## [EXERCISE DETAILS]
Below are some records. Return exactly the lines from the one containing "finished tool invocation" through the one containing "pub trait CommandRunner", both included, and only those.

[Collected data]
================

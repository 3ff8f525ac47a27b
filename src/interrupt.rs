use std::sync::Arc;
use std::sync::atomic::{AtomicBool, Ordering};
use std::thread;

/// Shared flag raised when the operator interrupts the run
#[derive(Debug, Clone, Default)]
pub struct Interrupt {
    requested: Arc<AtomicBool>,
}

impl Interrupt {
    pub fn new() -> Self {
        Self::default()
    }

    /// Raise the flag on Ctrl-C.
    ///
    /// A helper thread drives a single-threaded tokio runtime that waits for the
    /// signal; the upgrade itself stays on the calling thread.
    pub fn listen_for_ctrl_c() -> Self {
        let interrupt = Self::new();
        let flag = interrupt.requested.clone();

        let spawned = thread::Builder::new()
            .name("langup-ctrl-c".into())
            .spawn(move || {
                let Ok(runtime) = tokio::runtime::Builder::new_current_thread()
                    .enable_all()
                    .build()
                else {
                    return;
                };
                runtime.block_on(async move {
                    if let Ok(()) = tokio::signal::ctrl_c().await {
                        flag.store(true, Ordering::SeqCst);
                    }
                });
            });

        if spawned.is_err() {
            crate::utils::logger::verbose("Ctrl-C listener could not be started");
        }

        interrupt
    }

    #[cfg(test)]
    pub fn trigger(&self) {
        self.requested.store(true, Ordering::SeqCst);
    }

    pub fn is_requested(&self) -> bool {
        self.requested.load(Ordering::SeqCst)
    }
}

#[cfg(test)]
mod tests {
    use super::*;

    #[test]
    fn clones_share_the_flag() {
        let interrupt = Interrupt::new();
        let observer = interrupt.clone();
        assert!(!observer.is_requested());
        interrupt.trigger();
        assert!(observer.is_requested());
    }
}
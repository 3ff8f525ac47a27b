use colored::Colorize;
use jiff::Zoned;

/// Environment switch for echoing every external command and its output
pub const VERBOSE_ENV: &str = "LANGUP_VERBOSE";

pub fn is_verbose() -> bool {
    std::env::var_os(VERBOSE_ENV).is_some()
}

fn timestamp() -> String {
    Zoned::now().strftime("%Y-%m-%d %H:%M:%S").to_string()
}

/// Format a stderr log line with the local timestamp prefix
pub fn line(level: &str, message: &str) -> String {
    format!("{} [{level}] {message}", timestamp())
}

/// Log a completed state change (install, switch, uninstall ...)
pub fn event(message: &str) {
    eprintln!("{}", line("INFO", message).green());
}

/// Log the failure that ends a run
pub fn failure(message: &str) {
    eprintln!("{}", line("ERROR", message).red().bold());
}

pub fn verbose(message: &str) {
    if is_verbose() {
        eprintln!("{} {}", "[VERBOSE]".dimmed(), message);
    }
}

================

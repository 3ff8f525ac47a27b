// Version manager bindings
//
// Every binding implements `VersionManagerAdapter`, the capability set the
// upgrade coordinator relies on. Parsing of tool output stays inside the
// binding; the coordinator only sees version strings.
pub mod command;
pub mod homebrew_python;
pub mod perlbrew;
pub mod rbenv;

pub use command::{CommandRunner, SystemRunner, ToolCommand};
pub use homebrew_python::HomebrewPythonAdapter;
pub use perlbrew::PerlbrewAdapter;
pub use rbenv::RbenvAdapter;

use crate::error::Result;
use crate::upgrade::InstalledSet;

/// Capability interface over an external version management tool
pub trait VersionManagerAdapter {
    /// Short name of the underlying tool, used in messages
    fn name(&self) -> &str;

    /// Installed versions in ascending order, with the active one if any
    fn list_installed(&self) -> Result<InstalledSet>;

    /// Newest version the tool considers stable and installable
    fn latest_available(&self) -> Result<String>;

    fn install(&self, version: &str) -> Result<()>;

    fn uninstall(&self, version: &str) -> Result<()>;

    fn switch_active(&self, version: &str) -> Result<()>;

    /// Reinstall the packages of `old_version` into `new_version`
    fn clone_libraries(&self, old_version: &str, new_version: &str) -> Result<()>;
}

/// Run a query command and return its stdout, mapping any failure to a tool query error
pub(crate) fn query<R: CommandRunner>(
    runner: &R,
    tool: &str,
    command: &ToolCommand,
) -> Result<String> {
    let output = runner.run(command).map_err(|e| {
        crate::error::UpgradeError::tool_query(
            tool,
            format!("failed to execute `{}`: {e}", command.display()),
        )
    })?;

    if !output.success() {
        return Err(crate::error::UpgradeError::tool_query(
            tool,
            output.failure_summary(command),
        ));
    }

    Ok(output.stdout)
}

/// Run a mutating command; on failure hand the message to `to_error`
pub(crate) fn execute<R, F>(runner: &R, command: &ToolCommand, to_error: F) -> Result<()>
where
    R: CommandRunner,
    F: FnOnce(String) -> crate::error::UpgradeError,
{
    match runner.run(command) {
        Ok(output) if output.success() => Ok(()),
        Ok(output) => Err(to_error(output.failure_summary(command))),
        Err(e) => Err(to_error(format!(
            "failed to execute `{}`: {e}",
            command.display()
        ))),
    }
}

================

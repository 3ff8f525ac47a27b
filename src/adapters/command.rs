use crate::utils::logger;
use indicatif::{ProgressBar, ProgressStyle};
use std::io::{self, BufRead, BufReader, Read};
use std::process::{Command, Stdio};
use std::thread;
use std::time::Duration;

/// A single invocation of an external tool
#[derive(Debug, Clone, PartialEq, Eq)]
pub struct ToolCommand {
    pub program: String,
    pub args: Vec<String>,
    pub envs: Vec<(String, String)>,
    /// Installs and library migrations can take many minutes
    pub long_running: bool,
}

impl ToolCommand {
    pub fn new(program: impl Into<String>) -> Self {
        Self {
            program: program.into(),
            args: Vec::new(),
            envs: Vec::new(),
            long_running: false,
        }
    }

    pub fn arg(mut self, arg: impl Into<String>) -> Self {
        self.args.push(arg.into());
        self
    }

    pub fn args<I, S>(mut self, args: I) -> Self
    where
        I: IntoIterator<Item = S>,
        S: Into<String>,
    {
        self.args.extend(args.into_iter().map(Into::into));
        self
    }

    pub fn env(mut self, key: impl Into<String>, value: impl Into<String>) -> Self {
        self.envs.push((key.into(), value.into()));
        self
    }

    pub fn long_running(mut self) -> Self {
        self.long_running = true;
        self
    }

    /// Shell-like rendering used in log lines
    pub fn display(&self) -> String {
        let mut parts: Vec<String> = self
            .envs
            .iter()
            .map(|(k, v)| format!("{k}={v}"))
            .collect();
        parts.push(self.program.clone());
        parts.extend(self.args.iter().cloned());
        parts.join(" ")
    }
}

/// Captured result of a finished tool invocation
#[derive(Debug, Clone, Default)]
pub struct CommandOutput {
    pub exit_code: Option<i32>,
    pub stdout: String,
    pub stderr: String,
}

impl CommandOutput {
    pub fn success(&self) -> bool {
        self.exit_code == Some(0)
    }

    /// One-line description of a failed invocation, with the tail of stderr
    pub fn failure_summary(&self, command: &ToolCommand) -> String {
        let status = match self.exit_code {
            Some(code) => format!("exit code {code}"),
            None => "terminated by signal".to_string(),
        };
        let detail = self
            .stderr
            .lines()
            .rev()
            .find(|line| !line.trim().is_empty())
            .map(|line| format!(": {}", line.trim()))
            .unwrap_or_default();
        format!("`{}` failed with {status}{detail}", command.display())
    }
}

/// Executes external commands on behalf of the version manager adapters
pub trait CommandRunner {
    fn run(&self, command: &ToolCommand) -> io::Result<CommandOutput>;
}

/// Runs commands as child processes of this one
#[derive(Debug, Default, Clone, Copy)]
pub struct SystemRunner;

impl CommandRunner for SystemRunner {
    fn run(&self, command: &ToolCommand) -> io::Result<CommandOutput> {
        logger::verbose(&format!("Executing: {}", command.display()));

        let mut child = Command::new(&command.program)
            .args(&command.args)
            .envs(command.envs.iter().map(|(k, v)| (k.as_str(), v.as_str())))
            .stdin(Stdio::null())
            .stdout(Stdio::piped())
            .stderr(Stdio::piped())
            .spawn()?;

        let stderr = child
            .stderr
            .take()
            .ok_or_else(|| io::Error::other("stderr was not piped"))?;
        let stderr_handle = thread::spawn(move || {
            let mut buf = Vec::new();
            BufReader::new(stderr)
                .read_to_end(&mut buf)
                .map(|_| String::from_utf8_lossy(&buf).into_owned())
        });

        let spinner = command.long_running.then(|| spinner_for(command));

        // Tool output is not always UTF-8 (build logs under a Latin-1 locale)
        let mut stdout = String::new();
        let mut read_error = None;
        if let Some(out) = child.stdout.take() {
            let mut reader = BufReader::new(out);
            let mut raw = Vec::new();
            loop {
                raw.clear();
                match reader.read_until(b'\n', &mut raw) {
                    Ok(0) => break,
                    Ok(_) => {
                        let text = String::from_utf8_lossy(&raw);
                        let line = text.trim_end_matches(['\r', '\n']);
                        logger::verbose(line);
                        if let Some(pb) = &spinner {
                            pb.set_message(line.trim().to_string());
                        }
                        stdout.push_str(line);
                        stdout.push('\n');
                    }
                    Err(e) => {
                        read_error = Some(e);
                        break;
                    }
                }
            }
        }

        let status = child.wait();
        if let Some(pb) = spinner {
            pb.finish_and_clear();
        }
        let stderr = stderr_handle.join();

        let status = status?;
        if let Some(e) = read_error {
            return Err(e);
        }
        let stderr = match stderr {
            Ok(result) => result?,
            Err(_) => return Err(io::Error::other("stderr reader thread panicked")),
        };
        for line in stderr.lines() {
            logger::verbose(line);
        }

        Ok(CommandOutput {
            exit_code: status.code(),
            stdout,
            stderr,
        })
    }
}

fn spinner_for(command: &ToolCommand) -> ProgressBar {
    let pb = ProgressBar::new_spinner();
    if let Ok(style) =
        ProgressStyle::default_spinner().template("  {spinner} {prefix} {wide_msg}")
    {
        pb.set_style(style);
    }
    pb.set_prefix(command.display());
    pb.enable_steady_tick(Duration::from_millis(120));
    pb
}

================

## [COMPLETED TASK]
/// Captured result of a finished tool invocation
#[derive(Debug, Clone, Default)]
pub struct CommandOutput {
    pub exit_code: Option<i32>,
    pub stdout: String,
    pub stderr: String,
}

impl CommandOutput {
    pub fn success(&self) -> bool {
        self.exit_code == Some(0)
    }

    /// One-line description of a failed invocation, with the tail of stderr
    pub fn failure_summary(&self, command: &ToolCommand) -> String {
        let status = match self.exit_code {
            Some(code) => format!("exit code {code}"),
            None => "terminated by signal".to_string(),
        };
        let detail = self
            .stderr
            .lines()
            .rev()
            .find(|line| !line.trim().is_empty())
            .map(|line| format!(": {}", line.trim()))
            .unwrap_or_default();
        format!("`{}` failed with {status}{detail}", command.display())
    }
}

/// Executes external commands on behalf of the version manager adapters
pub trait CommandRunner {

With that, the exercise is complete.